• [Try it]: Every line of the data that contains the string "likelihood" must be copied.

• [Provided records]:
____

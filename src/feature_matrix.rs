/*!
The binary feature-allocation matrix.

Rows are observations, columns are latent features, and entry `(i, k)` is `1` when
feature `k` is active for observation `i`. The number of columns changes only through
[`FeatureAllocationMatrix::select_columns`] and
[`FeatureAllocationMatrix::with_singletons`], which always build a fresh buffer.

# Examples

```rust
use pgfa::feature_matrix::FeatureAllocationMatrix;

let z = FeatureAllocationMatrix::from_rows(&[
    vec![1, 0, 1],
    vec![1, 0, 0],
    vec![0, 0, 0],
])
.unwrap();

// Column sums with row 0 left out.
assert_eq!(z.column_counts_excluding(0), vec![1, 0, 0]);
assert_eq!(z.non_singleton_idxs(0), vec![0]);
assert_eq!(z.singleton_idxs(0), vec![1, 2]);
```
*/

use ndarray::{Array2, ArrayView1, Axis};

use crate::error::SamplerError;

#[derive(Debug, Clone, PartialEq, Eq)]
pub struct FeatureAllocationMatrix {
    z: Array2<u8>,
}

impl FeatureAllocationMatrix {
    /// An all-zero matrix with `num_rows` observations and `num_features` features.
    pub fn zeros(num_rows: usize, num_features: usize) -> Self {
        Self {
            z: Array2::zeros((num_rows, num_features)),
        }
    }

    /// Wraps an existing array, checking that every entry is 0 or 1.
    pub fn from_array(z: Array2<u8>) -> Result<Self, SamplerError> {
        if let Some(((row_idx, col_idx), &value)) = z.indexed_iter().find(|(_, v)| **v > 1) {
            return Err(SamplerError::NonBinaryEntry {
                row_idx,
                col_idx,
                value: value as i64,
            });
        }
        Ok(Self { z })
    }

    /// Builds a matrix from row vectors of equal length.
    pub fn from_rows(rows: &[Vec<i64>]) -> Result<Self, SamplerError> {
        let num_features = rows.first().map_or(0, |r| r.len());
        let mut z = Array2::zeros((rows.len(), num_features));
        for (row_idx, row) in rows.iter().enumerate() {
            if row.len() != num_features {
                return Err(SamplerError::DimensionMismatch {
                    what: "feature allocation row length",
                    expected: num_features,
                    found: row.len(),
                });
            }
            for (col_idx, &value) in row.iter().enumerate() {
                if value != 0 && value != 1 {
                    return Err(SamplerError::NonBinaryEntry {
                        row_idx,
                        col_idx,
                        value,
                    });
                }
                z[(row_idx, col_idx)] = value as u8;
            }
        }
        Ok(Self { z })
    }

    pub fn num_rows(&self) -> usize {
        self.z.nrows()
    }

    pub fn num_features(&self) -> usize {
        self.z.ncols()
    }

    pub fn as_array(&self) -> &Array2<u8> {
        &self.z
    }

    /// The matrix as floats, convenient for likelihood code.
    pub fn to_f64(&self) -> Array2<f64> {
        self.z.mapv(f64::from)
    }

    #[inline]
    pub fn get(&self, row_idx: usize, col_idx: usize) -> u8 {
        self.z[(row_idx, col_idx)]
    }

    #[inline]
    pub fn set(&mut self, row_idx: usize, col_idx: usize, value: u8) {
        debug_assert!(value <= 1, "feature allocation entries are binary");
        self.z[(row_idx, col_idx)] = value;
    }

    pub fn row(&self, row_idx: usize) -> ArrayView1<'_, u8> {
        self.z.row(row_idx)
    }

    /// Values of `row_idx` at the given columns, in the order the columns are listed.
    pub fn row_values(&self, row_idx: usize, cols: &[usize]) -> Vec<u8> {
        cols.iter().map(|&k| self.z[(row_idx, k)]).collect()
    }

    /// Writes `values[j]` into column `cols[j]` of `row_idx`.
    pub fn set_row_values(&mut self, row_idx: usize, cols: &[usize], values: &[u8]) {
        debug_assert_eq!(cols.len(), values.len());
        for (&k, &v) in cols.iter().zip(values) {
            self.set(row_idx, k, v);
        }
    }

    /// Number of active entries per column.
    pub fn column_counts(&self) -> Vec<usize> {
        self.z
            .axis_iter(Axis(1))
            .map(|col| col.iter().filter(|&&v| v == 1).count())
            .collect()
    }

    /// Number of active entries per column, not counting `row_idx`.
    pub fn column_counts_excluding(&self, row_idx: usize) -> Vec<usize> {
        let row = self.z.row(row_idx);
        self.column_counts()
            .into_iter()
            .zip(row.iter())
            .map(|(m, &v)| m - v as usize)
            .collect()
    }

    /// Columns that some other row also uses.
    pub fn non_singleton_idxs(&self, row_idx: usize) -> Vec<usize> {
        self.column_counts_excluding(row_idx)
            .into_iter()
            .enumerate()
            .filter_map(|(k, m)| (m > 0).then_some(k))
            .collect()
    }

    /// Columns no other row uses. Includes columns that are empty altogether.
    pub fn singleton_idxs(&self, row_idx: usize) -> Vec<usize> {
        self.column_counts_excluding(row_idx)
            .into_iter()
            .enumerate()
            .filter_map(|(k, m)| (m == 0).then_some(k))
            .collect()
    }

    /// A new matrix holding only the listed columns, in the listed order.
    pub fn select_columns(&self, keep: &[usize]) -> Self {
        Self {
            z: self.z.select(Axis(1), keep),
        }
    }

    /// A new matrix holding the `keep` columns followed by `num_new` columns that are
    /// active in `row_idx` only.
    pub fn with_singletons(&self, keep: &[usize], row_idx: usize, num_new: usize) -> Self {
        let num_kept = keep.len();
        let mut z = Array2::zeros((self.num_rows(), num_kept + num_new));
        for (new_k, &old_k) in keep.iter().enumerate() {
            z.column_mut(new_k).assign(&self.z.column(old_k));
        }
        for k in num_kept..num_kept + num_new {
            z[(row_idx, k)] = 1;
        }
        Self { z }
    }

    /// Checks that `row_idx` names an existing row.
    pub fn check_row(&self, row_idx: usize) -> Result<(), SamplerError> {
        if row_idx >= self.num_rows() {
            return Err(SamplerError::RowOutOfBounds {
                row_idx,
                num_rows: self.num_rows(),
            });
        }
        Ok(())
    }

    /// Checks that every listed column exists.
    pub fn check_columns(&self, cols: &[usize]) -> Result<(), SamplerError> {
        match cols.iter().find(|&&k| k >= self.num_features()) {
            Some(&col_idx) => Err(SamplerError::ColumnOutOfBounds {
                col_idx,
                num_features: self.num_features(),
            }),
            None => Ok(()),
        }
    }
}
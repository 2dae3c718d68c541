/*!
Birth/death moves for the features a row owns alone.

Under a nonparametric prior the columns no other row uses (the row's singletons) are
not touched by the row samplers. Instead, a reversible-jump Metropolis-Hastings move
replaces all of them at once: the number of new singletons is drawn from the prior's
`Poisson(alpha / N)` birth rate, their parameters from the prior (or set to zero when the
likelihood integrates them out), and the proposal is accepted with the likelihood ratio
of the row.
*/

use log::trace;
use ndarray::Array2;
use rand::Rng;
use rand_distr::{Distribution, Poisson};
use serde::{Deserialize, Serialize};

use crate::distributions::{
    DataDistribution, FeatureAllocationPrior, FeatureInit, FeatureParameters,
};
use crate::error::{ConfigError, SamplerError};
use crate::math::metropolis_hastings_accept_reject;

#[derive(Clone, Copy, Debug, PartialEq, Eq, Serialize, Deserialize)]
#[serde(rename_all = "snake_case")]
pub enum SingletonsUpdater {
    /// New feature parameters drawn from the prior, acceptance by the row likelihood
    Prior,
    /// New feature parameters zeroed, acceptance by the collapsed row likelihood
    Collapsed,
}

/// Outcome of one singleton move.
#[derive(Clone, Copy, Debug, PartialEq, Eq)]
pub enum SingletonMove {
    /// No singletons before and none proposed; nothing was built.
    Skipped,
    Accepted { k_old: usize, k_new: usize },
    Rejected { k_old: usize, k_new: usize },
}

impl SingletonsUpdater {
    fn feature_init(&self) -> FeatureInit {
        match self {
            Self::Prior => FeatureInit::Prior,
            Self::Collapsed => FeatureInit::Zero,
        }
    }

    fn log_p_row<P, D>(
        &self,
        data: &Array2<f64>,
        dist: &D,
        params: &P,
        row_idx: usize,
    ) -> Result<f64, SamplerError>
    where
        P: FeatureParameters,
        D: DataDistribution<P>,
    {
        match self {
            Self::Prior => Ok(dist.log_p_row(data, params, row_idx)),
            Self::Collapsed => dist.log_p_row_collapsed(data, params, row_idx),
        }
    }

    /**
    Proposes replacing the singleton columns of `row_idx` by a fresh set and accepts or
    rejects the proposal.

    The proposal keeps the other columns in their current order and appends the new
    singletons after them. A rejected proposal leaves `params` untouched.
    */
    pub fn update_row<P, D, A, R>(
        &self,
        data: &Array2<f64>,
        dist: &D,
        prior: &A,
        params: &mut P,
        row_idx: usize,
        rng: &mut R,
    ) -> Result<SingletonMove, SamplerError>
    where
        P: FeatureParameters,
        D: DataDistribution<P>,
        A: FeatureAllocationPrior,
        R: Rng + ?Sized,
    {
        let z = params.feature_matrix();
        z.check_row(row_idx)?;
        let rate = prior
            .singleton_rate(z.num_rows())
            .ok_or(ConfigError::SingletonsRequireNonparametricPrior)?;
        let poisson = Poisson::new(rate).map_err(|err| {
            ConfigError::InvalidPrior(format!("singleton rate {rate}: {err}"))
        })?;

        let k_old = z.singleton_idxs(row_idx).len();
        let k_new = poisson.sample(rng) as usize;
        if k_old == 0 && k_new == 0 {
            return Ok(SingletonMove::Skipped);
        }

        let keep = z.non_singleton_idxs(row_idx);
        let proposal = propose_singletons(params, &keep, row_idx, k_new, self.feature_init(), rng)?;

        let log_p_new = self.log_p_row(data, dist, &proposal, row_idx)?;
        let log_p_old = self.log_p_row(data, dist, params, row_idx)?;
        trace!(
            "row {row_idx}: singletons {k_old} -> {k_new}, log p {log_p_old:.3} -> {log_p_new:.3}"
        );

        if metropolis_hastings_accept_reject(log_p_new, log_p_old, 0.0, 0.0, rng)? {
            *params = proposal;
            Ok(SingletonMove::Accepted { k_old, k_new })
        } else {
            Ok(SingletonMove::Rejected { k_old, k_new })
        }
    }
}

/// A copy of `params` holding the `keep` columns followed by `num_new` columns active in
/// `row_idx` only, with feature parameters rebuilt to match.
pub fn propose_singletons<P, R>(
    params: &P,
    keep: &[usize],
    row_idx: usize,
    num_new: usize,
    init: FeatureInit,
    rng: &mut R,
) -> Result<P, SamplerError>
where
    P: FeatureParameters,
    R: Rng + ?Sized,
{
    let z_new = params
        .feature_matrix()
        .with_singletons(keep, row_idx, num_new);
    let num_features = z_new.num_features();

    let mut proposal = params.clone();
    proposal.resize_features(keep, num_new, init, rng);
    *proposal.feature_matrix_mut() = z_new;

    if proposal.num_feature_params() != num_features {
        return Err(SamplerError::DimensionMismatch {
            what: "feature parameter blocks",
            expected: num_features,
            found: proposal.num_feature_params(),
        });
    }
    Ok(proposal)
}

____

• [Solution for this problem]:
    /// The matrix as floats, convenient for likelihood code.
likelihood integrates them out), and the proposal is accepted with the likelihood ratio
    /// New feature parameters drawn from the prior, acceptance by the row likelihood
    /// New feature parameters zeroed, acceptance by the collapsed row likelihood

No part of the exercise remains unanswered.